Now where was my father? Let me tell you, Dad was demonstrating the future revolutions in commerce!

How so you say?

Well there is a certain point where a young man starts to wonder about the world outside. The gentleman learns that the best way to get in communication with this bigger, wider world is to check the mailbox. This truth was canonized in “A Christmas Story” where we see Ralphie check the mailbox daily for precious treasures from beyond.

I suspect the mailbox has become virtual in these times.

Oftentimes when most people visit the mailbox they find a few bills, a magazine, the weekly neighborhood gazette, etc.

Not so at my childhood home.

The aforementioned things were there, to be sure, but at a gross weight comparison, approximately 80% of the mail was comprised of catalogs.

I’m not just talking J. Crew and LL Bean here. I’m talking shoelaces for tall men, pants for tall men, epicurean food preparation utensils, et. al. Dresses, Victoria’s Secret Catalogs (w00t!), ads for the penny for 12 CD, People Magazine.

Now to be fair, Dad is 6'7" - pret-à-porter n’existe pas for him.

Now the golden score in the mail is the PARCEL key. You see, if there were parcels that wouldn’t fit in our communal mailbox, the mail worker would put the parcel an one of two larger bins and put the key in your box.

I suspect my family’s box (#5) held the yearly record for ownership of the parcel key. You see, it wasn’t just that my dad received a lot of catalogs, he ordered tons of stuff from them!

In the mathematics that the world came to know from spam email, Dad’s penchant for purchasing from periodicals assured our address would get circulated amongst all the legions of distributors of CARAT-sort mail.

I recall one of our neighbors who checked our mail while we were out on vacation saying that we received more catalogs than anyone else they ever knew.

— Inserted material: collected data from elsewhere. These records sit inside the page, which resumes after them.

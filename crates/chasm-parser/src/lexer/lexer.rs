//! Main lexer implementation for the chasm assembler.
//!
//! The [`Lexer`] converts source text into a stream of [`Token`]s, dispatching
//! on the first character of each token. Lexemes are copied into the arena so
//! the source string can be dropped once parsing completes.
//!
//! Lexing is fatal on the first error: [`Lexer::next_token`] returns the
//! [`LexError`] and the caller stops.

use bumpalo::Bump;
use chasm_core::{LexError, Span};

use super::cursor::{Cursor, Mark, is_ident_continue, is_ident_start};
use super::token::{Token, TokenKind, lookup_keyword};

/// Lexer for chasm source code.
///
/// The `'src` lifetime is the source string being lexed (temporary).
/// The `'ast` lifetime is the arena where token lexemes are allocated (persists).
pub struct Lexer<'src, 'ast> {
    /// Low-level character cursor.
    cursor: Cursor<'src>,
    /// Arena for allocating token lexemes.
    arena: &'ast Bump,
    /// Set once the end-of-file token has been produced.
    finished: bool,
}

impl<'src, 'ast> Lexer<'src, 'ast> {
    /// Create a new lexer for the given source text.
    pub fn new(source: &'src str, arena: &'ast Bump) -> Self {
        Self {
            cursor: Cursor::new(source),
            arena,
            finished: false,
        }
    }

    /// Scan and return the next token.
    ///
    /// Returns an [`TokenKind::Eof`] token at the end of input, repeatedly if
    /// called again.
    pub fn next_token(&mut self) -> Result<Token<'ast>, LexError> {
        self.cursor.skip_trivia();
        let start = self.cursor.mark();

        let Some(c) = self.cursor.peek() else {
            self.finished = true;
            return Ok(Token::new(TokenKind::Eof, "", start.point()));
        };

        match c {
            '"' => self.scan_string(start),
            _ if self.cursor.at_number() => self.scan_number(start),
            c if is_ident_start(c) => Ok(self.scan_identifier(start)),
            _ => self.scan_punctuation(c, start),
        }
    }

    // =========================================
    // Internal: Token scanning
    // =========================================

    /// Create a token from `start` to the current position.
    /// Copies the lexeme into the arena.
    fn make_token(&self, kind: TokenKind, start: Mark) -> Token<'ast> {
        let lexeme = self.arena.alloc_str(self.cursor.lexeme_since(start));
        Token::new(kind, lexeme, self.cursor.span_since(start))
    }

    fn scan_identifier(&mut self, start: Mark) -> Token<'ast> {
        let text = self.cursor.eat_while(is_ident_continue);
        let kind = lookup_keyword(text).unwrap_or(TokenKind::Identifier);
        self.make_token(kind, start)
    }

    /// Scan a numeric literal.
    ///
    /// Forms: `-?digits`, `-?digits.digits`, `-?0x<hex>`, `-?0b<binary>`.
    fn scan_number(&mut self, start: Mark) -> Result<Token<'ast>, LexError> {
        self.cursor.eat('-');

        let kind = if let Some(radix) = self.cursor.eat_radix_prefix() {
            if self.cursor.eat_while(|c| c.is_digit(radix)).is_empty() {
                return Err(LexError::InvalidNumber {
                    span: self.cursor.span_since(start),
                    detail: "expected digits after radix prefix".to_string(),
                });
            }
            TokenKind::BitsLiteral
        } else {
            self.cursor.eat_while(|c| c.is_ascii_digit());
            if self.cursor.eat_fraction() {
                TokenKind::FloatLiteral
            } else {
                TokenKind::IntLiteral
            }
        };

        // A number running straight into identifier characters (`12ab`, `0x1g`).
        if self.cursor.check(is_ident_continue) {
            self.cursor.eat_while(is_ident_continue);
            return Err(LexError::InvalidNumber {
                span: self.cursor.span_since(start),
                detail: format!("malformed number '{}'", self.cursor.lexeme_since(start)),
            });
        }
        Ok(self.make_token(kind, start))
    }

    /// Scan a double-quoted string literal, resolving escapes.
    fn scan_string(&mut self, start: Mark) -> Result<Token<'ast>, LexError> {
        self.cursor.advance(); // opening quote

        let unterminated = || LexError::UnterminatedString { span: start.point() };
        let mut value = String::new();
        loop {
            match self.cursor.advance() {
                None | Some('\n') => return Err(unterminated()),
                Some('"') => break,
                Some('\\') => {
                    let escape_line = self.cursor.line();
                    let escape_col = self.cursor.column() - 1;
                    let escaped = match self.cursor.advance() {
                        Some('n') => '\n',
                        Some('t') => '\t',
                        Some('r') => '\r',
                        Some('0') => '\0',
                        Some('\\') => '\\',
                        Some('"') => '"',
                        Some(ch) => {
                            return Err(LexError::InvalidEscape {
                                ch,
                                span: Span::new(escape_line, escape_col, 2),
                            });
                        }
                        None => return Err(unterminated()),
                    };
                    value.push(escaped);
                }
                Some(ch) => value.push(ch),
            }
        }

        let lexeme = self.arena.alloc_str(&value);
        Ok(Token::new(TokenKind::StringLiteral, lexeme, self.cursor.span_since(start)))
    }

    fn scan_punctuation(&mut self, c: char, start: Mark) -> Result<Token<'ast>, LexError> {
        let kind = match c {
            '{' => TokenKind::LeftBrace,
            '}' => TokenKind::RightBrace,
            '<' => TokenKind::Less,
            '>' => TokenKind::Greater,
            ';' => TokenKind::Semicolon,
            ',' => TokenKind::Comma,
            ':' => TokenKind::Colon,
            '=' => TokenKind::Equal,
            '*' => TokenKind::Star,
            '@' => TokenKind::At,
            '$' => TokenKind::Dollar,
            ch => {
                return Err(LexError::UnexpectedChar {
                    ch,
                    span: Span::new(start.line, start.column, ch.len_utf8() as u32),
                });
            }
        };
        self.cursor.advance();
        Ok(self.make_token(kind, start))
    }
}

impl<'ast> Iterator for Lexer<'_, 'ast> {
    type Item = Result<Token<'ast>, LexError>;

    /// Yields every token including the final `Eof`, then `None`.
    fn next(&mut self) -> Option<Self::Item> {
        if self.finished {
            return None;
        }
        let result = self.next_token();
        if result.is_err() {
            self.finished = true;
        }
        Some(result)
    }
}

#[cfg(test)]
mod tests {
    use super::*;

    fn kinds(source: &str) -> Vec<TokenKind> {
        let arena = Bump::new();
        Lexer::new(source, &arena)
            .map(|t| t.unwrap().kind)
            .collect()
    }

    fn single<'ast>(source: &str, arena: &'ast Bump) -> Token<'ast> {
        let mut lexer = Lexer::new(source, arena);
        lexer.next_token().unwrap()
    }

    #[test]
    fn empty_source_is_eof() {
        assert_eq!(kinds(""), vec![TokenKind::Eof]);
        assert_eq!(kinds("   \n\t # only a comment"), vec![TokenKind::Eof]);
    }

    #[test]
    fn method_header() {
        use TokenKind::*;
        assert_eq!(
            kinds("method foo<*i32, u8>void {"),
            vec![Method, Identifier, Less, Star, Identifier, Comma, Identifier, Greater, Void, LeftBrace, Eof]
        );
    }

    #[test]
    fn statements() {
        use TokenKind::*;
        assert_eq!(
            kinds("$limstack = 4; @top: jmp top; # loop\n}"),
            vec![
                Dollar, Identifier, Equal, IntLiteral, Semicolon, At, Identifier, Colon, Identifier,
                Identifier, Semicolon, RightBrace, Eof
            ]
        );
    }

    #[test]
    fn numbers() {
        let arena = Bump::new();
        let tok = single("-42", &arena);
        assert_eq!(tok.kind, TokenKind::IntLiteral);
        assert_eq!(tok.lexeme, "-42");

        let tok = single("3.25", &arena);
        assert_eq!(tok.kind, TokenKind::FloatLiteral);
        assert_eq!(tok.lexeme, "3.25");

        let tok = single("0x3f800000", &arena);
        assert_eq!(tok.kind, TokenKind::BitsLiteral);
        assert_eq!(tok.span, Span::new(1, 1, 10));

        let tok = single("0b101", &arena);
        assert_eq!(tok.kind, TokenKind::BitsLiteral);
    }

    #[test]
    fn integer_followed_by_dot_is_not_float() {
        let arena = Bump::new();
        let mut lexer = Lexer::new("1.", &arena);
        assert_eq!(lexer.next_token().unwrap().kind, TokenKind::IntLiteral);
        assert!(matches!(
            lexer.next_token(),
            Err(LexError::UnexpectedChar { ch: '.', .. })
        ));
    }

    #[test]
    fn malformed_numbers() {
        let arena = Bump::new();
        let mut lexer = Lexer::new("0x;", &arena);
        assert!(matches!(lexer.next_token(), Err(LexError::InvalidNumber { .. })));

        let mut lexer = Lexer::new("12ab", &arena);
        assert!(matches!(lexer.next_token(), Err(LexError::InvalidNumber { .. })));
    }

    #[test]
    fn string_escapes() {
        let arena = Bump::new();
        let tok = single(r#""a\tb\n\"q\"""#, &arena);
        assert_eq!(tok.kind, TokenKind::StringLiteral);
        assert_eq!(tok.lexeme, "a\tb\n\"q\"");
        assert_eq!(tok.span.len, 13);
    }

    #[test]
    fn unterminated_string() {
        let arena = Bump::new();
        let mut lexer = Lexer::new("\"abc\n\"", &arena);
        assert_eq!(
            lexer.next_token(),
            Err(LexError::UnterminatedString { span: Span::point(1, 1) })
        );
    }

    #[test]
    fn invalid_escape() {
        let arena = Bump::new();
        let mut lexer = Lexer::new(r#""a\q""#, &arena);
        assert_eq!(
            lexer.next_token(),
            Err(LexError::InvalidEscape { ch: 'q', span: Span::new(1, 3, 2) })
        );
    }

    #[test]
    fn unexpected_character() {
        let arena = Bump::new();
        let mut lexer = Lexer::new("  %", &arena);
        assert_eq!(
            lexer.next_token(),
            Err(LexError::UnexpectedChar { ch: '%', span: Span::new(1, 3, 1) })
        );
    }

    #[test]
    fn spans_track_lines() {
        let arena = Bump::new();
        let mut lexer = Lexer::new("method\n  ret;", &arena);
        assert_eq!(lexer.next_token().unwrap().span, Span::new(1, 1, 6));
        let ret = lexer.next_token().unwrap();
        assert_eq!(ret.lexeme, "ret");
        assert_eq!(ret.span, Span::new(2, 3, 3));
    }

    #[test]
    fn negative_radix_and_fraction_spans() {
        let arena = Bump::new();
        let mut lexer = Lexer::new("  -0x10 -1.5 - 2", &arena);
        let bits = lexer.next_token().unwrap();
        assert_eq!((bits.kind, bits.lexeme, bits.span), (TokenKind::BitsLiteral, "-0x10", Span::new(1, 3, 5)));
        let float = lexer.next_token().unwrap();
        assert_eq!((float.kind, float.span), (TokenKind::FloatLiteral, Span::new(1, 9, 4)));
        assert!(matches!(
            lexer.next_token(),
            Err(LexError::UnexpectedChar { ch: '-', .. })
        ));

        let mut lexer = Lexer::new("\n 0x1g", &arena);
        assert_eq!(
            lexer.next_token(),
            Err(LexError::InvalidNumber {
                span: Span::new(2, 2, 4),
                detail: "malformed number '0x1g'".to_string(),
            })
        );
    }

    #[test]
    fn iterator_stops_after_eof() {
        let arena = Bump::new();
        let mut lexer = Lexer::new("ret", &arena);
        assert!(lexer.next().is_some());
        assert!(matches!(lexer.next(), Some(Ok(t)) if t.kind == TokenKind::Eof));
        assert!(lexer.next().is_none());
    }
}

They had to put our mail in 3 paper grocery sacks instead of their customary one sack.

Oftentimes I recall heading down to dad’s mail-hideout (sic intended) and finding him lounging in his underwear tearing open the parcel packets neatly open (so that he could return items that failed to satisfy).

Now this was in the late eighties, early nineties. I ask you, my readers of the amazon.com generation, is it not one of the finer pleasures of life getting your web commerce ordered loot at the end of a day of work, slipping into something more comfortable, and trying it on / slotting that eBay won DVD / curling up with that Amazon book?

What dad had hit upon, was presaging, was the notion of customized product being demanded nay, expected.